Voltaire haïssait le parlement de Paris, et aimait le duc de Choiseul ; il voyait dans l’un un ancien persécuteur que sa gloire avait aigri et n’avait pas désarmé ; dans l’autre, un bienfaiteur et un appui. Il fut fidèle à la reconnaissance, et constant dans ses opinions. Dans toutes ses lettres, il exprime ses sentiments pour le duc de Choiseul avec franchise, avec énergie ; et il n’ignorait pas que ses lettres (grâce à l’infâme usage de violer la foi publique) étaient lues par les ennemis du ministre exilé.

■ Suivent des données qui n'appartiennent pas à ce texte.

//! Channel Impulse Response engine
//!
//! Builds a tapped-delay-line description of the Earth-space channel for one
//! snapshot: the line-of-sight path, environment-specific multipath
//! components and, when dispersion is significant, an ionospheric tap.
//!
//! ```text
//!   tap 0   LOS             delay = R/c,  power = −(FSPL + excess loss)
//!   tap 1   sea reflection  maritime only, ρ = −0.85, φ = π
//!   tap 1,2 scatter         urban / suburban, fixed delays and powers
//!   tap n   ionospheric     only when dispersion > 0.01 ns
//! ```
//!
//! Which taps exist depends only on the environment and the dispersion
//! threshold. Time variation enters through tap phases, driven by the
//! deterministic fading oscillator.
//!
//! RMS delay spread is the power-weighted standard deviation of excess delay
//! over all taps (LOS included), and coherence bandwidth is 1/(5·τ_rms).

use num_complex::Complex64;
use serde::{Deserialize, Serialize};
use std::f64::consts::PI;
use std::fmt;

use crate::fading::fading_value;
use crate::link_budget::{compute_link_budget, LinkBudgetResult};
use crate::params::{Environment, LinkParams};
use crate::propagation::shadowing::MARITIME_ANTENNA_HEIGHT_M;
use crate::propagation::{slant_sin, C_M_PER_NS};

/// Sea-surface reflection coefficient (amplitude)
pub const SEA_REFLECTION_COEFFICIENT: f64 = -0.85;

/// Dispersion above which an ionospheric tap is added (ns)
pub const IONOSPHERIC_TAP_THRESHOLD_NS: f64 = 0.01;

/// Coherence bandwidth reported for a single-path channel (MHz)
pub const FLAT_CHANNEL_COHERENCE_MHZ: f64 = 1.0e6;

/// Delay spread below which the channel counts as flat (ns)
const MIN_DELAY_SPREAD_NS: f64 = 0.001;

/// Phase decorrelation offset between taps (s of simulation time)
const TAP_TIME_OFFSET_S: f64 = 7.3;

/// Static phase step between taps (rad)
const STATIC_PHASE_STEP_RAD: f64 = 1.7;

/// Tap power range that converts to a finite, nonzero linear amplitude (dB)
const TAP_DB_RANGE: (f64, f64) = (-3000.0, 300.0);

/// Kind of multipath component
#[derive(Debug, Clone, Copy, PartialEq, Eq, Hash, Serialize, Deserialize)]
#[serde(rename_all = "kebab-case")]
pub enum TapKind {
    Los,
    SeaReflection,
    ScatterNear,
    ScatterFar,
    Ionospheric,
}

impl TapKind {
    /// True for components produced by terrain scatter or reflection
    pub fn is_multipath(&self) -> bool {
        matches!(self, Self::SeaReflection | Self::ScatterNear | Self::ScatterFar)
    }
}

impl fmt::Display for TapKind {
    fn fmt(&self, f: &mut fmt::Formatter<'_>) -> fmt::Result {
        match self {
            Self::Los => write!(f, "LOS"),
            Self::SeaReflection => write!(f, "sea-reflection"),
            Self::ScatterNear => write!(f, "scatter-near"),
            Self::ScatterFar => write!(f, "scatter-far"),
            Self::Ionospheric => write!(f, "ionospheric"),
        }
    }
}

/// One multipath component
#[derive(Debug, Clone, PartialEq, Serialize, Deserialize)]
pub struct ChannelTap {
    /// Position in the tap list (0 = LOS)
    pub index: usize,
    pub kind: TapKind,
    /// Environment-specific description, e.g. "vegetation-scatter"
    pub label: String,
    /// Absolute propagation delay (ns)
    pub delay_ns: f64,
    /// Delay relative to the LOS tap (ns)
    pub excess_delay_ns: f64,
    /// Linear amplitude
    pub amplitude: f64,
    /// Amplitude in dB, 20·log10(amplitude)
    pub amplitude_db: f64,
    /// Phase in radians, continuous (not wrapped)
    pub phase_rad: f64,
}

impl ChannelTap {
    /// Complex tap coefficient a·e^{jφ}
    pub fn coefficient(&self) -> Complex64 {
        Complex64::from_polar(self.amplitude, self.phase_rad)
    }
}

/// Channel impulse response for one snapshot
#[derive(Debug, Clone, PartialEq, Serialize, Deserialize)]
pub struct ChannelImpulseResponse {
    /// Taps in insertion order, LOS first
    pub taps: Vec<ChannelTap>,
    /// Power-weighted RMS excess delay (ns)
    pub rms_delay_spread_ns: f64,
    /// Coherence bandwidth (MHz)
    pub coherence_bandwidth_mhz: f64,
    /// Absolute free-space path loss (dB)
    pub fspl_db: f64,
    /// Every non-spreading loss on the path (dB)
    pub total_atmospheric_loss_db: f64,
}

/// Flattened tap row for tabular export
#[derive(Debug, Clone, PartialEq, Serialize, Deserialize)]
pub struct CirTapRow {
    pub tap_index: usize,
    pub kind: TapKind,
    pub label: String,
    pub delay_ns: f64,
    pub excess_delay_ns: f64,
    pub amplitude_db: f64,
    pub phase_rad: f64,
}

impl ChannelImpulseResponse {
    /// The direct path; always present.
    pub fn los(&self) -> &ChannelTap {
        &self.taps[0]
    }

    /// Channel frequency response at an offset from the carrier.
    ///
    /// H(f) = Σ a_i · e^{jφ_i} · e^{−j2π f τ_i}, using excess delays.
    pub fn frequency_response(&self, offset_mhz: f64) -> Complex64 {
        self.taps
            .iter()
            .map(|tap| {
                let rot = -2.0 * PI * offset_mhz * 1e-3 * tap.excess_delay_ns;
                tap.coefficient() * Complex64::from_polar(1.0, rot)
            })
            .sum()
    }

    pub fn tap_rows(&self) -> Vec<CirTapRow> {
        self.taps
            .iter()
            .map(|tap| CirTapRow {
                tap_index: tap.index,
                kind: tap.kind,
                label: tap.label.clone(),
                delay_ns: tap.delay_ns,
                excess_delay_ns: tap.excess_delay_ns,
                amplitude_db: tap.amplitude_db,
                phase_rad: tap.phase_rad,
            })
            .collect()
    }
}

/// Nominal scatter component relative to LOS
struct ScatterProfile {
    kind: TapKind,
    label: &'static str,
    excess_delay_ns: f64,
    relative_power_db: f64,
}

const URBAN_SCATTER: [ScatterProfile; 2] = [
    ScatterProfile {
        kind: TapKind::ScatterNear,
        label: "building-scatter-near",
        excess_delay_ns: 100.0,
        relative_power_db: -15.0,
    },
    ScatterProfile {
        kind: TapKind::ScatterFar,
        label: "building-scatter-far",
        excess_delay_ns: 300.0,
        relative_power_db: -22.0,
    },
];

const SUBURBAN_SCATTER: [ScatterProfile; 2] = [
    ScatterProfile {
        kind: TapKind::ScatterNear,
        label: "vegetation-scatter-near",
        excess_delay_ns: 80.0,
        relative_power_db: -18.0,
    },
    ScatterProfile {
        kind: TapKind::ScatterFar,
        label: "vegetation-scatter-far",
        excess_delay_ns: 200.0,
        relative_power_db: -25.0,
    },
];

/// Phase of a non-LOS tap at the given index.
fn tap_phase(index: usize, params: &LinkParams) -> f64 {
    if params.fast_fading_active() {
        fading_value(params.sim_time_s + index as f64 * TAP_TIME_OFFSET_S) * PI
    } else {
        (index + 1) as f64 * STATIC_PHASE_STEP_RAD
    }
}

fn make_tap(
    index: usize,
    kind: TapKind,
    label: &str,
    los_delay_ns: f64,
    excess_delay_ns: f64,
    amplitude_db: f64,
    phase_rad: f64,
) -> ChannelTap {
    let amplitude_db = if amplitude_db.is_nan() {
        TAP_DB_RANGE.0
    } else {
        amplitude_db.clamp(TAP_DB_RANGE.0, TAP_DB_RANGE.1)
    };
    ChannelTap {
        index,
        kind,
        label: label.to_string(),
        delay_ns: los_delay_ns + excess_delay_ns,
        excess_delay_ns,
        amplitude: 10f64.powf(amplitude_db / 20.0),
        amplitude_db,
        phase_rad,
    }
}

/// Compute the CIR for one snapshot.
pub fn compute_cir(params: &LinkParams) -> ChannelImpulseResponse {
    let budget = compute_link_budget(params);
    build_cir(params, &budget)
}

/// Build the CIR from an already computed link budget.
pub fn build_cir(params: &LinkParams, budget: &LinkBudgetResult) -> ChannelImpulseResponse {
    let freq = params.effective_frequency_ghz();
    let excess_loss_db = budget.excess_loss_db();
    let los_db = -(budget.fspl_db + excess_loss_db);
    let los_delay_ns = params.slant_range_km.max(0.0) * 1000.0 / C_M_PER_NS;

    let mut taps = vec![make_tap(0, TapKind::Los, "LOS", los_delay_ns, 0.0, los_db, 0.0)];

    match params.environment {
        Environment::Maritime => {
            let sin_e = slant_sin(budget.apparent_elevation_deg);
            let excess = 2.0 * MARITIME_ANTENNA_HEIGHT_M * sin_e / C_M_PER_NS;
            let power_db = los_db + 20.0 * SEA_REFLECTION_COEFFICIENT.abs().log10();
            taps.push(make_tap(
                taps.len(),
                TapKind::SeaReflection,
                "sea-reflection",
                los_delay_ns,
                excess,
                power_db,
                PI,
            ));
        }
        Environment::Urban | Environment::Suburban => {
            let profiles = if params.environment == Environment::Urban {
                &URBAN_SCATTER
            } else {
                &SUBURBAN_SCATTER
            };
            let elevation = params.elevation_deg.clamp(0.0, 90.0);
            let elev_factor = (1.0 - elevation / 90.0).max(0.1);
            for profile in profiles.iter() {
                let index = taps.len();
                let power_db = los_db
                    + profile.relative_power_db
                    + 10.0 * elev_factor.log10()
                    + params.scatter_offset_db;
                taps.push(make_tap(
                    index,
                    profile.kind,
                    profile.label,
                    los_delay_ns,
                    profile.excess_delay_ns,
                    power_db,
                    tap_phase(index, params),
                ));
            }
        }
        Environment::Rural => {}
    }

    if budget.dispersion_ns > IONOSPHERIC_TAP_THRESHOLD_NS {
        let index = taps.len();
        let power_db = los_db - 30.0 - 10.0 * freq.log10();
        taps.push(make_tap(
            index,
            TapKind::Ionospheric,
            "ionospheric",
            los_delay_ns,
            budget.dispersion_ns,
            power_db,
            tap_phase(index, params),
        ));
    }

    let rms_delay_spread_ns = rms_delay_spread_ns(&taps);
    let coherence_bandwidth_mhz = coherence_bandwidth_mhz(rms_delay_spread_ns);

    ChannelImpulseResponse {
        taps,
        rms_delay_spread_ns,
        coherence_bandwidth_mhz,
        fspl_db: budget.fspl_db,
        total_atmospheric_loss_db: excess_loss_db,
    }
}

/// Power-weighted RMS excess delay (ns).
///
/// Weights are taken relative to the first tap so that absolute path losses
/// of hundreds of dB never underflow.
pub fn rms_delay_spread_ns(taps: &[ChannelTap]) -> f64 {
    let Some(reference) = taps.first() else {
        return 0.0;
    };
    let mut sum_w = 0.0;
    let mut sum_d = 0.0;
    let mut sum_d2 = 0.0;
    for tap in taps {
        let w = 10f64.powf((tap.amplitude_db - reference.amplitude_db) / 10.0);
        if !w.is_finite() {
            continue;
        }
        sum_w += w;
        sum_d += w * tap.excess_delay_ns;
        sum_d2 += w * tap.excess_delay_ns * tap.excess_delay_ns;
    }
    if !(sum_w > 0.0) {
        return 0.0;
    }
    let mean = sum_d / sum_w;
    let var = sum_d2 / sum_w - mean * mean;
    let spread = var.max(0.0).sqrt();
    if spread.is_finite() {
        spread
    } else {
        0.0
    }
}

/// Coherence bandwidth (MHz) for an RMS delay spread in ns.
pub fn coherence_bandwidth_mhz(rms_delay_spread_ns: f64) -> f64 {
    if rms_delay_spread_ns > MIN_DELAY_SPREAD_NS {
        1000.0 / (5.0 * rms_delay_spread_ns)
    } else {
        FLAT_CHANNEL_COHERENCE_MHZ
    }
}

Un joli conte, intitulé Barinécide [1], est le seul monument durable de l’intérêt que cette disgrâce avait excité. L’injustice avec laquelle les amis ou les partisans du ministre l’accusèrent d’ingratitude, fut un des chagrins les plus vifs que Voltaire ait éprouvés. Il le fut d’autant plus, que le ministre partagea cette injustice. En vain Voltaire tenta de le désabuser ; il invoqua vainement les preuves qu’il donnait de son attachement et de ses regrets.

Je l’ai dit à la terre, au ciel, à Gusman même,

écrivait-il dans sa douleur. Mais il ne fut pas entendu.

  1. L'épitre de Benaldaki à Caramonftée. Voltaire, volume d'Épitres.